It could be weeks or even months — if at all — before medical investigators determine how 24-year-old Miranda Tenorio died at a Motel 6 in Santa Fe.

Tenorio’s boyfriend, Jose Calabaza, 34, of Santa Fe, whom police initially had suspected of beating her to death late last week at the Cerrillos Road motel, was ordered released from jail Tuesday after prosecutors dismissed a murder charge against him.

The Santa Fe Police Department and First Judicial District Attorney’s Office had announced in dueling statements a day earlier that the charge would be dropped, with each agency implying the other had made the decision.

On Tuesday, police Capt. Paul Joye, who heads the department’s Criminal Investigations Division, said detectives had sufficient cause to arrest Calabaza, but police and prosecutors later agreed that preliminary autopsy results for Tenorio were inconclusive.

A medical examiner with the state Office of the Medical Investigator could not determine that any of Tenorio’s injuries were “a direct cause of death,” Joye said.

Further tests on Tenorio’s body, including toxicology tests, have to be completed, he said.

Officers responding to a 911 call Saturday morning from Calabaza found Tenorio dead on a bed in one of the second-floor rooms at the motel at 3007 Cerrillos Road, according to a statement of probable cause filed Monday in Santa Fe County Magistrate Court. There were signs of trauma on her face, the statement said, clumps of her hair lying on her body and on the bed, and blood on the bedding near her face.

Paramedics thought she might have had a broken nose. Based on the smell of decomposition in the room, the statement said, an investigator thought she had died the previous night.

Calabaza told police he had returned from work and found Tenorio in the room alive, with the room smelling of urine and vomit; when he went to check on her later, he said, he saw a large amount of blood on her and called police, according to the statement.

Calabaza initially denied attacking her. But he admitted to officers later in the day that the couple had a physical fight, the statement said. During the fight, Calabaza said, they both fell to the ground and Tenorio hit her face on a heater in the room.

Two witnesses, however, told police they had seen Calabaza hit Tenorio repeatedly the night before her body was found, the statement said.

According to the document, the witnesses had been drinking alcohol with Calabaza and Tenorio in the room.

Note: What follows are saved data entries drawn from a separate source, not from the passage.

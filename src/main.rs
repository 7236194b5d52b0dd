//! Mini Finance Toolkit CLI
//!
//! Interactive menu for compound growth, loans, NPV/IRR, price returns and
//! portfolio snapshots

use anyhow::Result;
use clap::{Parser, ValueEnum};
use mini_finance::shell::{
    PlotTarget, Shell, ShellConfig, DEFAULT_PORTFOLIO_PATH, DEFAULT_PREVIEW_ROWS, DEFAULT_PRICES_PATH,
    DEFAULT_SVG_PATH,
};
use std::io;
use std::path::PathBuf;

#[derive(Debug, Clone, Copy, ValueEnum)]
enum PlotKind {
    /// ASCII chart in the terminal
    Terminal,
    /// SVG file (see --svg-out)
    Svg,
}

/// Interactive financial calculator
#[derive(Parser)]
#[command(name = "mini_finance", author, version, about, long_about = None)]
struct Cli {
    /// Prices CSV used when the path prompt is left blank
    #[arg(long, default_value = DEFAULT_PRICES_PATH)]
    prices: PathBuf,

    /// Portfolio CSV used when the path prompt is left blank
    #[arg(long, default_value = DEFAULT_PORTFOLIO_PATH)]
    portfolio: PathBuf,

    /// Amortization rows shown by the loan command
    #[arg(long, default_value_t = DEFAULT_PREVIEW_ROWS)]
    preview_rows: usize,

    /// Where the equity curve plot goes
    #[arg(long, value_enum, default_value_t = PlotKind::Terminal)]
    plot: PlotKind,

    /// Output file for --plot svg
    #[arg(long, default_value = DEFAULT_SVG_PATH)]
    svg_out: PathBuf,
}

impl Cli {
    fn into_config(self) -> ShellConfig {
        let plot = match self.plot {
            PlotKind::Terminal => PlotTarget::Terminal,
            PlotKind::Svg => PlotTarget::Svg(self.svg_out),
        };

        ShellConfig {
            prices_path: self.prices,
            portfolio_path: self.portfolio,
            preview_rows: self.preview_rows,
            plot,
        }
    }
}

fn main() -> Result<()> {
    env_logger::init();

    let config = Cli::parse().into_config();
    log::debug!("Starting shell with {:?}", config);

    let stdin = io::stdin();
    let stdout = io::stdout();
    let mut shell = Shell::new(stdin.lock(), stdout.lock(), config);
    shell.run()
}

Despite the evidence and investigators’ belief that Tenorio had been severely beaten, the District Attorney’s Office said in its statement announcing the dismissal of Calabaza’s murder charge that a police detective present during an autopsy of Tenorio’s body expressed concern about a “lack of corroborating medical evidence” to justify a murder charge.

The appearance of certain external injuries can worsen with the passage of time after death, Joye said Tuesday, or by extreme intoxication.

“It’s entirely possible that the fight occurred … but she could have died from something else,” Joye said. “I think [dismissal] was the right decision to make.”

Charges in the case can be refiled if new evidence is sufficient to show a cause of death, he added.

Calabaza, Tenorio and the two witnesses in the case had frequented a nearby homeless shelter, the Interfaith Community Shelter at Pete’s Place, in recent days, according to the statement of probable cause.

“We knew Miranda and Jose,” said Joe Jordan-Berenis, executive director of the shelter. “They had not been here a long time. I feel like the shelter was always a safe haven for her.”

In recent weeks, he said, Tenorio would come to the shelter, often heavily intoxicated, saying, “I don’t feel safe.” She would show staff bruises on her body and say she had fallen. The shelter referred her to a crisis response team and an on-site therapist, Jordan-Berenis said, but she seemed resistant to prevention services.

Tenorio had given no indication that Calabaza had been a problem for her, he said, adding, “I think that if she had been here [at the shelter], she would be alive today.”